**What you have to do**
Each entry needs to be given again, character for character.

Collected data

········

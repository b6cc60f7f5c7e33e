//! Timing and retry constants of the setup client
//!
//! All delays are in milliseconds because the shell timers are.

/// Delay between two polls of the scan-status endpoint
pub const SCAN_POLL_INTERVAL_MS: u64 = 3_000;

/// Consecutive empty scan results tolerated before giving up
pub const MAX_SCAN_ATTEMPTS: u32 = 5;

/// Delay between accepted credentials and the first connection-status poll
pub const CONNECT_STATUS_DELAY_MS: u64 = 3_000;

/// Delay between two polls of the connection-status endpoint
pub const CONNECT_POLL_INTERVAL_MS: u64 = 3_000;

/// Default lifetime of a status banner
pub const BANNER_DEFAULT_MS: u64 = 3_000;

/// Lifetime of a "connection in progress" banner
pub const BANNER_PROGRESS_MS: u64 = 6_000;

/// Lifetime of a "connected" banner
pub const BANNER_SUCCESS_MS: u64 = 10_000;
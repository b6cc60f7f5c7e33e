//! TypeScript bindings for the browser shell are generated by `build.rs`
//! into `generated/typescript`.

········

**Output for this task**
repository b6cc60f7f5c7e33e
//! Timing and retry constants of the setup client
//!
//! All delays are in milliseconds because the shell timers are.

/// Delay between two polls of the scan-status endpoint
pub const SCAN_POLL_INTERVAL_MS: u64 = 3_000;

/// Consecutive empty scan results tolerated before giving up
pub const MAX_SCAN_ATTEMPTS: u32 = 5;

/// Delay between accepted credentials and the first connection-status poll
pub const CONNECT_STATUS_DELAY_MS: u64 = 3_000;

/// Delay between two polls of the connection-status endpoint
pub const CONNECT_POLL_INTERVAL_MS: u64 = 3_000;

/// Default lifetime of a status banner
pub const BANNER_DEFAULT_MS: u64 = 3_000;

/// Lifetime of a "connection in progress" banner
pub const BANNER_PROGRESS_MS: u64 = 6_000;

/// Lifetime of a "connected" banner
pub const BANNER_SUCCESS_MS: u64 = 10_000;
repository b6cc60f7f5c7e33e
//! TypeScript bindings for the browser shell are generated by `build.rs`
//! into `generated/typescript`.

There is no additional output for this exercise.